Here are some pictures of Greta at Global Village (a new area in RIT that when I heard about it I thought sounded hokey as hell but which is actually a really cool place).

And here's the aforementioned jack-o'-lantern. Look how cute!

Fran

It's All Right

File under: greta

Greta's finally going to start pulling her own weight around here because we made her get an after-school job.

Fran

 

You again??

File under: weekend update

Hey dudes,

We had a very full weekend and I feel like I can barely put a sentence together, but I'm practically on a blog-writing bender here, so here you go.

Friday morning we headed out to Ithaca to meet up with some friends to go to a Dan Zanes show and get a great meal at Moosewood. The show was ball of chaotic fun. Pat "Fast Fingers" Reed scored us third-row tickets, but it really didn't even matter because I think almost everyone in the theater squeeze in front of the first row. Toward the end a bunch of parents sort of tossed their kids up on stage. I thought DZ or someone else would put the kibosh on that, but he and the band were unfazed. Eventually I let Greta go up there too, and I think it's pretty awesome that she got to do that. I have been to many shows, but I've never been up on stage. How cool is that? Here's how DZ does the smooth exit. You can see Greta on stage and you can almost see the thought bubble over her head, wondering where he's going.

Greta at the Dan Zanes show from Fran Reed on Vimeo.

Greta was like a young Courtney Cox in that Bruce Springsteen video, but with 50 of her closest friends.

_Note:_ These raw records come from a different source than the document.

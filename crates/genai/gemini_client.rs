use base64::{Engine as _, engine::general_purpose::STANDARD as BASE64};
use bytes::Bytes;
use http::StatusCode;
use serde::Deserialize;
use serde_json::json;
use thiserror::Error;
use tracing::error;

use crate::domain::value_objects::generation::{
    DEFAULT_SPEECH_SAMPLE_RATE, InlineImage, SpeechAudio, VideoOperation, VideoRequest,
};

const SPEECH_MODEL: &str = "gemini-2.5-flash-preview-tts";
const IMAGE_MODEL: &str = "gemini-2.5-flash-image";
const VIDEO_MODEL: &str = "veo-3.0-generate-001";

#[derive(Debug, Error)]
pub enum GenAiError {
    /// The API rejected our key or billing state. Never retried; the
    /// operator has to fix credentials.
    #[error("generation credentials rejected: {0}")]
    Credential(String),

    /// Transport-level success but no usable part in the response.
    #[error("no {0} payload in the generation response")]
    EmptyPayload(&'static str),

    /// A long-running video job reported its own failure.
    #[error("video job failed: {0}")]
    JobFailed(String),

    #[error("generation api error (status {status}): {message}")]
    Api { status: StatusCode, message: String },

    #[error("unexpected generation response: {0}")]
    Malformed(String),

    #[error("generation api transport failure")]
    Transport(#[from] reqwest::Error),
}

/// Minimal Gemini client built on reqwest.
pub struct GeminiClient {
    http: reqwest::Client,
    api_key: String,
    base_url: String,
}

#[derive(Debug, Deserialize)]
struct GoogleErrorEnvelope {
    error: GoogleErrorDetails,
}

#[derive(Debug, Deserialize)]
struct GoogleErrorDetails {
    code: Option<i64>,
    status: Option<String>,
    message: Option<String>,
}

#[derive(Debug, Deserialize)]
#[serde(rename_all = "camelCase")]
pub struct GenerateContentResponse {
    #[serde(default)]
    candidates: Vec<Candidate>,
}

#[derive(Debug, Deserialize)]
#[serde(rename_all = "camelCase")]
struct Candidate {
    content: Option<Content>,
}

#[derive(Debug, Deserialize)]
#[serde(rename_all = "camelCase")]
struct Content {
    #[serde(default)]
    parts: Vec<Part>,
}

#[derive(Debug, Deserialize)]
#[serde(rename_all = "camelCase")]
struct Part {
    inline_data: Option<InlineData>,
}

#[derive(Debug, Deserialize)]
#[serde(rename_all = "camelCase")]
struct InlineData {
    mime_type: Option<String>,
    data: Option<String>,
}

impl GenerateContentResponse {
    /// The first inline-data part of the first candidate, scanning all
    /// parts the way the models interleave text and binary output.
    fn first_inline_part(&self) -> Option<&InlineData> {
        self.candidates
            .iter()
            .filter_map(|candidate| candidate.content.as_ref())
            .flat_map(|content| content.parts.iter())
            .find_map(|part| part.inline_data.as_ref())
    }
}

#[derive(Debug, Deserialize)]
#[serde(rename_all = "camelCase")]
pub struct OperationResponse {
    name: Option<String>,
    #[serde(default)]
    done: bool,
    error: Option<OperationError>,
    response: Option<OperationResult>,
}

#[derive(Debug, Deserialize)]
#[serde(rename_all = "camelCase")]
struct OperationError {
    code: Option<i64>,
    message: Option<String>,
}

#[derive(Debug, Deserialize)]
#[serde(rename_all = "camelCase")]
struct OperationResult {
    generate_video_response: Option<GenerateVideoResponse>,
}

#[derive(Debug, Deserialize)]
#[serde(rename_all = "camelCase")]
struct GenerateVideoResponse {
    #[serde(default)]
    generated_samples: Vec<GeneratedSample>,
}

#[derive(Debug, Deserialize)]
#[serde(rename_all = "camelCase")]
struct GeneratedSample {
    video: Option<VideoRef>,
}

#[derive(Debug, Deserialize)]
#[serde(rename_all = "camelCase")]
struct VideoRef {
    uri: Option<String>,
}

impl OperationResponse {
    /// The result locator, nested several optionals deep when present.
    fn result_uri(&self) -> Option<String> {
        self.response
            .as_ref()
            .and_then(|result| result.generate_video_response.as_ref())
            .and_then(|videos| videos.generated_samples.first())
            .and_then(|sample| sample.video.as_ref())
            .and_then(|video| video.uri.clone())
    }

    fn into_operation(self, fallback_name: &str) -> Result<VideoOperation, GenAiError> {
        if let Some(op_error) = &self.error {
            let message = op_error
                .message
                .clone()
                .unwrap_or_else(|| format!("operation error code {:?}", op_error.code));
            return Err(GenAiError::JobFailed(message));
        }

        let result_uri = self.result_uri();
        Ok(VideoOperation {
            name: self.name.unwrap_or_else(|| fallback_name.to_string()),
            done: self.done,
            result_uri,
        })
    }
}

After a fantastic meal at Moosewood, we went to the Children's Garden to play for a bit and then headed home.

Today, we headed to Brown's Berry Patch for a very chilly birthday party. I think I am still thawing out from that, but we had a blast.

Getting ready for boot camp.

Greta: I'm on a Boat.

On the hayride.

I am incapable of making a nice face around this creepy Pooh.

I am better now that I'm not near Pooh.